What the exercise asks: Please output every record exactly, keeping each line as it is.

****************************************

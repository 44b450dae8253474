/* The driver core: discovery over the vendor enumeration and batched
 * color pushes under a single-writer gate.
 *
 * All work happens on the calling thread. The only cross-call coordination
 * is the push gate, a non-reentrant try-lock: under the default policy a
 * contending push is dropped, not queued, so stale frames are discarded
 * instead of piling up behind hardware that accepts one batch at a time. */

use std::sync::{Mutex, MutexGuard, PoisonError, TryLockError};

use thiserror::Error;
use tracing::{debug, info, warn};

use crate::classify;
use crate::device::{CanonicalDevice, Color};
use crate::sdk::AuraEnumeration;

/* What a push does when another push already holds the gate. */
#[derive(Debug, Clone, Copy, Default, PartialEq, Eq)]
pub enum PushPolicy {
    /* Drop-latest: the contending push returns immediately with zero
     * writes. This is the default. */
    #[default]
    DropWhenBusy,
    /* Wait for the gate, then apply. */
    Block,
}

/* Result of a push that did not fail. */
#[derive(Debug, Clone, Copy, PartialEq, Eq)]
pub enum PushOutcome {
    /* All colors were written and the batch was committed. */
    Applied,
    /* The gate was busy under `DropWhenBusy`; hardware state is
     * unchanged. */
    Dropped,
}

#[derive(Debug, Error)]
pub enum DriverError {
    #[error("color count {actual} does not match LED count {expected}")]
    LengthMismatch { expected: usize, actual: usize },

    #[error("device {name:?} is no longer present in the enumeration")]
    DeviceVanished { name: String },

    #[error("staging light writes failed")]
    Lights(#[source] anyhow::Error),

    #[error("hardware commit failed")]
    Commit(#[source] anyhow::Error),
}

/* A panic inside the critical section poisons the mutex; the flag itself
 * is still consistent, so later callers just take over the lock. */
fn lock_or_recover<T>(mutex: &Mutex<T>) -> MutexGuard<'_, T> {
    mutex.lock().unwrap_or_else(PoisonError::into_inner)
}

/// The Aura driver core.
///
/// Owns the vendor enumeration handle and the push gate. `discover` and
/// `push` take `&self` so one driver instance can be shared across the
/// host's threads.
pub struct AuraDriver {
    enumeration: Mutex<Box<dyn AuraEnumeration>>,
    gate: Mutex<()>,
    policy: PushPolicy,
}

impl AuraDriver {
    pub fn new(enumeration: Box<dyn AuraEnumeration>) -> Self {
        Self::with_policy(enumeration, PushPolicy::default())
    }

    pub fn with_policy(enumeration: Box<dyn AuraEnumeration>, policy: PushPolicy) -> Self {
        Self {
            enumeration: Mutex::new(enumeration),
            gate: Mutex::new(()),
            policy,
        }
    }

    pub fn policy(&self) -> PushPolicy {
        self.policy
    }

    /* Classify every enumerated device into a fresh canonical snapshot.
     *
     * A device whose light data cannot be read is logged and skipped; one
     * malformed device never aborts the pass. */
    pub fn discover(&self) -> Vec<CanonicalDevice> {
        let enumeration = lock_or_recover(&self.enumeration);

        let mut devices = Vec::with_capacity(enumeration.len());
        for idx in 0..enumeration.len() {
            match classify::classify(enumeration.device(idx)) {
                Ok(device) => devices.push(device),
                Err(err) => {
                    warn!("Skipping device at index {idx}: {err:#}");
                }
            }
        }

        info!(
            "Discovery: {} of {} devices classified",
            devices.len(),
            enumeration.len()
        );
        devices
    }

    /* Push one batch of colors to a device.
     *
     * `colors[i]` is written into the vendor light slot at index `i`, then
     * the batch is committed with a single `apply`. The whole operation is
     * one critical section under the push gate; the gate is released on
     * every exit path, including errors. Commit failures propagate
     * unmodified and are not retried. */
    pub fn push(
        &self,
        device: &CanonicalDevice,
        colors: &[Color],
    ) -> Result<PushOutcome, DriverError> {
        let _permit = match self.policy {
            PushPolicy::DropWhenBusy => match self.gate.try_lock() {
                Ok(permit) => permit,
                Err(TryLockError::WouldBlock) => {
                    debug!("Push to {} dropped: another push is in flight", device.name);
                    return Ok(PushOutcome::Dropped);
                }
                Err(TryLockError::Poisoned(poisoned)) => poisoned.into_inner(),
            },
            PushPolicy::Block => lock_or_recover(&self.gate),
        };

        if colors.len() != device.leds.len() {
            return Err(DriverError::LengthMismatch {
                expected: device.leds.len(),
                actual: colors.len(),
            });
        }

        let mut enumeration = lock_or_recover(&self.enumeration);
        let idx = enumeration
            .position_by_name(&device.vendor_key)
            .ok_or_else(|| DriverError::DeviceVanished {
                name: device.vendor_key.clone(),
            })?;
        let record = enumeration.device_mut(idx);

        for (i, &color) in colors.iter().enumerate() {
            record.set_light(i, color).map_err(DriverError::Lights)?;
        }
        record.apply().map_err(DriverError::Commit)?;

        debug!("Pushed {} colors to {}", colors.len(), device.name);
        Ok(PushOutcome::Applied)
    }
}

****************************************

Result:
repository 44b450dae8253474
/* The driver core: discovery over the vendor enumeration and batched
 * color pushes under a single-writer gate.
 *
 * All work happens on the calling thread. The only cross-call coordination
 * is the push gate, a non-reentrant try-lock: under the default policy a
 * contending push is dropped, not queued, so stale frames are discarded
 * instead of piling up behind hardware that accepts one batch at a time. */

use std::sync::{Mutex, MutexGuard, PoisonError, TryLockError};

use thiserror::Error;
use tracing::{debug, info, warn};

use crate::classify;
use crate::device::{CanonicalDevice, Color};
use crate::sdk::AuraEnumeration;

/* What a push does when another push already holds the gate. */
#[derive(Debug, Clone, Copy, Default, PartialEq, Eq)]
pub enum PushPolicy {
    /* Drop-latest: the contending push returns immediately with zero
     * writes. This is the default. */
    #[default]
    DropWhenBusy,
    /* Wait for the gate, then apply. */
    Block,
}

/* Result of a push that did not fail. */
#[derive(Debug, Clone, Copy, PartialEq, Eq)]
pub enum PushOutcome {
    /* All colors were written and the batch was committed. */
    Applied,
    /* The gate was busy under `DropWhenBusy`; hardware state is
     * unchanged. */
    Dropped,
}

#[derive(Debug, Error)]
pub enum DriverError {
    #[error("color count {actual} does not match LED count {expected}")]
    LengthMismatch { expected: usize, actual: usize },

    #[error("device {name:?} is no longer present in the enumeration")]
    DeviceVanished { name: String },

    #[error("staging light writes failed")]
    Lights(#[source] anyhow::Error),

    #[error("hardware commit failed")]
    Commit(#[source] anyhow::Error),
}

/* A panic inside the critical section poisons the mutex; the flag itself
 * is still consistent, so later callers just take over the lock. */
fn lock_or_recover<T>(mutex: &Mutex<T>) -> MutexGuard<'_, T> {
    mutex.lock().unwrap_or_else(PoisonError::into_inner)
}

/// The Aura driver core.
///
/// Owns the vendor enumeration handle and the push gate. `discover` and
/// `push` take `&self` so one driver instance can be shared across the
/// host's threads.
pub struct AuraDriver {
    enumeration: Mutex<Box<dyn AuraEnumeration>>,
    gate: Mutex<()>,
    policy: PushPolicy,
}

impl AuraDriver {
    pub fn new(enumeration: Box<dyn AuraEnumeration>) -> Self {
        Self::with_policy(enumeration, PushPolicy::default())
    }

    pub fn with_policy(enumeration: Box<dyn AuraEnumeration>, policy: PushPolicy) -> Self {
        Self {
            enumeration: Mutex::new(enumeration),
            gate: Mutex::new(()),
            policy,
        }
    }

    pub fn policy(&self) -> PushPolicy {
        self.policy
    }

    /* Classify every enumerated device into a fresh canonical snapshot.
     *
     * A device whose light data cannot be read is logged and skipped; one
     * malformed device never aborts the pass. */
    pub fn discover(&self) -> Vec<CanonicalDevice> {
        let enumeration = lock_or_recover(&self.enumeration);

        let mut devices = Vec::with_capacity(enumeration.len());
        for idx in 0..enumeration.len() {
            match classify::classify(enumeration.device(idx)) {
                Ok(device) => devices.push(device),
                Err(err) => {
                    warn!("Skipping device at index {idx}: {err:#}");
                }
            }
        }

        info!(
            "Discovery: {} of {} devices classified",
            devices.len(),
            enumeration.len()
        );
        devices
    }

    /* Push one batch of colors to a device.
     *
     * `colors[i]` is written into the vendor light slot at index `i`, then
     * the batch is committed with a single `apply`. The whole operation is
     * one critical section under the push gate; the gate is released on
     * every exit path, including errors. Commit failures propagate
     * unmodified and are not retried. */
    pub fn push(
        &self,
        device: &CanonicalDevice,
        colors: &[Color],
    ) -> Result<PushOutcome, DriverError> {
        let _permit = match self.policy {
            PushPolicy::DropWhenBusy => match self.gate.try_lock() {
                Ok(permit) => permit,
                Err(TryLockError::WouldBlock) => {
                    debug!("Push to {} dropped: another push is in flight", device.name);
                    return Ok(PushOutcome::Dropped);
                }
                Err(TryLockError::Poisoned(poisoned)) => poisoned.into_inner(),
            },
            PushPolicy::Block => lock_or_recover(&self.gate),
        };

        if colors.len() != device.leds.len() {
            return Err(DriverError::LengthMismatch {
                expected: device.leds.len(),
                actual: colors.len(),
            });
        }

        let mut enumeration = lock_or_recover(&self.enumeration);
        let idx = enumeration
            .position_by_name(&device.vendor_key)
            .ok_or_else(|| DriverError::DeviceVanished {
                name: device.vendor_key.clone(),
            })?;
        let record = enumeration.device_mut(idx);

        for (i, &color) in colors.iter().enumerate() {
            record.set_light(i, color).map_err(DriverError::Lights)?;
        }
        record.apply().map_err(DriverError::Commit)?;

        debug!("Pushed {} colors to {}", colors.len(), device.name);
        Ok(PushOutcome::Applied)
    }
}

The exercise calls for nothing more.